Benign paroxysmal positional vertigo is a condition in which the sufferer feels as if the world is moving around him, much like a merry-go-round. These episodes can take place in short bouts, typically associated with when a person changes position, such as standing up or quickly turning the head. One of the reasons for this type of vertigo is a fluid imbalance. Therefore, a physician may recommend a diet designed to maintain fluid balance.
Drinking an adequate amount of fluids throughout the day is important to maintaining constant balance. You should aim to drink 8 to 10 8-oz. glasses of fluid each day. If you exercise regularly, anticipate fluid loss by drinking 8 oz. of water before, during and after your exercise routine.
Certain fluids can have an effect on vertigo, such as caffeine. This stimulant can affect the inner ear (which helps to maintain balance) and can also dehydrate the body due to its diuretic properties. Alcohol also can have dehydrating effects on the body and can change the amount and makeup of fluid in the inner ear, meaning alcohol should be consumed only in small amounts, such as one to two drinks per day.
Foods to Avoid
Foods high in sodium, such as lunch meats, canned soups, frozen foods and other processed foods have a high sodium content and can therefore be dehydrating, according to the Mayo Clinic. If you are curious as to how much sodium intake is appropriate for you, you should consult a dietitian or physician to determine an appropriate level.
You should also avoid foods known to trigger migraines, as these contain high levels of tyramine, which can cause dizziness. These foods and drinks include red wine, chicken livers, smoked meats, chocolate, citrus fruits, Brie, cheddar cheese and nuts.
Foods to Choose
Instead of foods high in sugar, choose those high in complex sugar, such as whole-grain breads and legumes.

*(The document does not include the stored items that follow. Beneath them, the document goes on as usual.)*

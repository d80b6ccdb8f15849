//! # Upkeep Core Library
//!
//! The recurrence and scheduled-instance engine behind recurring tasks and
//! asset maintenance schedules.
//!
//! ## Features
//!
//! - **Recurring tasks**: daily/weekly/monthly/yearly rules with interval
//!   multipliers, weekday sets, day-of-month pinning and optional end dates;
//!   completing an occurrence spawns the next one
//! - **Maintenance schedules**: interval-month upkeep cycles expanded into
//!   discrete, independently trackable instances, idempotently per window
//! - **Instance lifecycle**: pending/completed/skipped state machine with a
//!   one-way link to a generated work item
//! - **Folder reconciliation**: completed tasks move to a per-owner holding
//!   folder and move back when reopened
//! - **Type safety**: rule variants carry only the fields their frequency
//!   consults; SQL access through sqlx
//!
//! ## Core Modules
//!
//! - [`db`]: Database connection and migration management
//! - [`models`]: Record shapes, status enums and transfer objects
//! - [`repository`]: Data access layer with Repository pattern
//! - [`recurrence`]: Pure recurrence date math and rule validation
//! - [`schedule`]: Pure interval-schedule window expansion
//! - [`lifecycle`]: Schedule-instance state machine
//! - [`clock`]: Injectable time source
//! - [`error`]: Error types
//!
//! ## Example Usage
//!
//! ```rust,no_run
//! use upkeep_core::{
//!     db,
//!     models::{NewRecurrence, NewTaskData, RecurrencePattern},
//!     repository::{SqliteRepository, TaskRepository},
//! };
//!
//! #[tokio::main]
//! async fn main() -> anyhow::Result<()> {
//!     let pool = db::establish_connection("upkeep.db").await?;
//!     let repo = SqliteRepository::with_system_clock(pool);
//!
//!     let task = repo
//!         .add_task(NewTaskData {
//!             owner_id: uuid::Uuid::now_v7(),
//!             title: "Water the plants".to_string(),
//!             due_date: Some(chrono::Utc::now().date_naive()),
//!             recurrence: Some(NewRecurrence {
//!                 pattern: RecurrencePattern::Weekly {
//!                     interval: 1,
//!                     days_of_week: [1, 4].into_iter().collect(),
//!                 },
//!                 end_date: None,
//!             }),
//!             ..Default::default()
//!         })
//!         .await?;
//!     println!("Created task: {}", task.title);
//!
//!     Ok(())
//! }
//! ```

pub mod clock;
pub mod db;
pub mod error;
pub mod lifecycle;
pub mod models;
pub mod recurrence;
pub mod repository;
pub mod schedule;
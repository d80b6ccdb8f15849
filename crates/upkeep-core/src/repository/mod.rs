use crate::clock::{Clock, SystemClock};
use crate::db::DbPool;
use crate::error::CoreError;
use crate::models::{
    CompletionResult, Folder, MaintenanceSchedule, NewScheduleData, NewTaskData,
    RecurrenceSeries, ScheduleInstance, Task, TaskStatus,
};
use async_trait::async_trait;
use chrono::NaiveDate;
use std::sync::Arc;
use uuid::Uuid;

// Re-export domain modules
pub mod folders;
pub mod instances;
pub mod schedules;
pub mod tasks;

// Traits are defined in this module and implemented in respective domain modules

/// Domain-specific trait for task operations, including recurring-series
/// advancement on completion.
#[async_trait]
pub trait TaskRepository {
    async fn add_task(&self, data: NewTaskData) -> Result<Task, CoreError>;
    async fn find_task_by_id(&self, id: Uuid) -> Result<Option<Task>, CoreError>;
    async fn find_series_by_id(&self, id: Uuid) -> Result<Option<RecurrenceSeries>, CoreError>;
    /// Marks a task completed, reconciles its folder and, for recurring
    /// occurrences, spawns the next one. The completion itself is committed
    /// before the follow-up steps run; their failures are surfaced as
    /// [`CoreError::Reconciliation`] / [`CoreError::AdvanceFailed`] without
    /// undoing the completion.
    async fn complete_task(&self, id: Uuid) -> Result<CompletionResult, CoreError>;
    /// Moves a completed task back to a non-completed status, restoring its
    /// pre-completion folder.
    async fn reopen_task(&self, id: Uuid, status: TaskStatus) -> Result<Task, CoreError>;
    /// Re-runs the holding-folder move for an already-completed task, for
    /// recovery after a [`CoreError::Reconciliation`]. Idempotent: a task
    /// already parked in the holding folder is returned unchanged.
    async fn reconcile_folder(&self, id: Uuid) -> Result<Task, CoreError>;
    /// Re-runs the series advance for an already-completed occurrence, for
    /// recovery after an [`CoreError::AdvanceFailed`]. Idempotent: if the
    /// next occurrence already exists it is returned instead of duplicated.
    async fn advance_series(&self, completed_task_id: Uuid) -> Result<Option<Task>, CoreError>;
}

/// Domain-specific trait for folder operations
#[async_trait]
pub trait FolderRepository {
    async fn add_folder(&self, owner_id: Uuid, name: String, ordinal: i64) -> Result<Folder, CoreError>;
    async fn find_folders_for_owner(&self, owner_id: Uuid) -> Result<Vec<Folder>, CoreError>;
    /// Resolves the owner's completed holding folder, creating it on first
    /// use.
    async fn ensure_completed_folder(&self, owner_id: Uuid) -> Result<Folder, CoreError>;
}

/// Domain-specific trait for maintenance-schedule operations
#[async_trait]
pub trait ScheduleRepository {
    async fn add_schedule(&self, data: NewScheduleData) -> Result<MaintenanceSchedule, CoreError>;
    async fn find_schedule_by_id(&self, id: Uuid) -> Result<Option<MaintenanceSchedule>, CoreError>;
    async fn find_schedules_for_asset(&self, asset_id: Uuid) -> Result<Vec<MaintenanceSchedule>, CoreError>;
    async fn find_active_schedules(&self) -> Result<Vec<MaintenanceSchedule>, CoreError>;
    async fn deactivate_schedule(&self, id: Uuid) -> Result<MaintenanceSchedule, CoreError>;
    /// Materializes and returns the schedule's instances inside the window.
    /// Idempotent over `(schedule_id, scheduled_date)`: re-running for an
    /// overlapping window returns the existing instances unchanged. A
    /// deactivated schedule generates nothing, but its already-materialized
    /// instances are still returned.
    async fn instances_for(
        &self,
        schedule_id: Uuid,
        window_start: NaiveDate,
        window_end: NaiveDate,
    ) -> Result<Vec<ScheduleInstance>, CoreError>;
    /// Runs generation for every active schedule, the entry point for a
    /// periodic caller refreshing the current window.
    async fn refresh_all(
        &self,
        window_start: NaiveDate,
        window_end: NaiveDate,
    ) -> Result<Vec<ScheduleInstance>, CoreError>;
}

/// Domain-specific trait for schedule-instance lifecycle operations
#[async_trait]
pub trait InstanceRepository {
    async fn find_instance_by_id(&self, id: Uuid) -> Result<Option<ScheduleInstance>, CoreError>;
    async fn complete_instance(&self, id: Uuid) -> Result<ScheduleInstance, CoreError>;
    async fn skip_instance(&self, id: Uuid) -> Result<ScheduleInstance, CoreError>;
    /// One-way link from a pending instance to an existing work item.
    async fn link_work_item(&self, instance_id: Uuid, work_item_id: Uuid) -> Result<ScheduleInstance, CoreError>;
    /// Creates a work item from the supplied data and links it to the
    /// instance in one transaction.
    async fn create_work_item(&self, instance_id: Uuid, data: NewTaskData) -> Result<Task, CoreError>;
    /// The OR-read: done iff the instance is completed or its linked work
    /// item is.
    async fn is_cycle_done(&self, instance_id: Uuid) -> Result<bool, CoreError>;
}

/// Main repository trait that composes all domain traits
pub trait Repository: TaskRepository + FolderRepository + ScheduleRepository + InstanceRepository {}

/// SQLite implementation of the repository pattern
pub struct SqliteRepository {
    pool: DbPool,
    clock: Arc<dyn Clock>,
}

impl SqliteRepository {
    pub fn new(pool: DbPool, clock: Arc<dyn Clock>) -> Self {
        Self { pool, clock }
    }

    pub fn with_system_clock(pool: DbPool) -> Self {
        Self::new(pool, Arc::new(SystemClock))
    }

    /// Get a reference to the database pool for internal use across modules
    pub(crate) fn pool(&self) -> &DbPool {
        &self.pool
    }

    /// Get a reference to the injected clock for internal use
    pub(crate) fn clock(&self) -> &dyn Clock {
        self.clock.as_ref()
    }
}

impl Repository for SqliteRepository {}

/// The persistence layer enforces uniqueness invariants as constraints;
/// generators treat a violation as "already materialized" and re-fetch.
pub(crate) fn is_unique_violation(err: &sqlx::Error) -> bool {
    matches!(
        err,
        sqlx::Error::Database(db) if matches!(db.kind(), sqlx::error::ErrorKind::UniqueViolation)
    )
}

Also, you should try the following to lower your salt intake while cooking by substituting salt-free seasonings or low-sodium vinegar, lemon juice or herbs. Choose fresh fruits and vegetables instead of canned whenever possible, Avoid processed foods or choose those with less than 35 mg sodium per serving. Opt for reduced-salt or reduced-sodium versions of products you enjoy whenever possible. As a general rule, consume 2,000 mg or less of sodium per day, according to the American Academy of Family Physicians.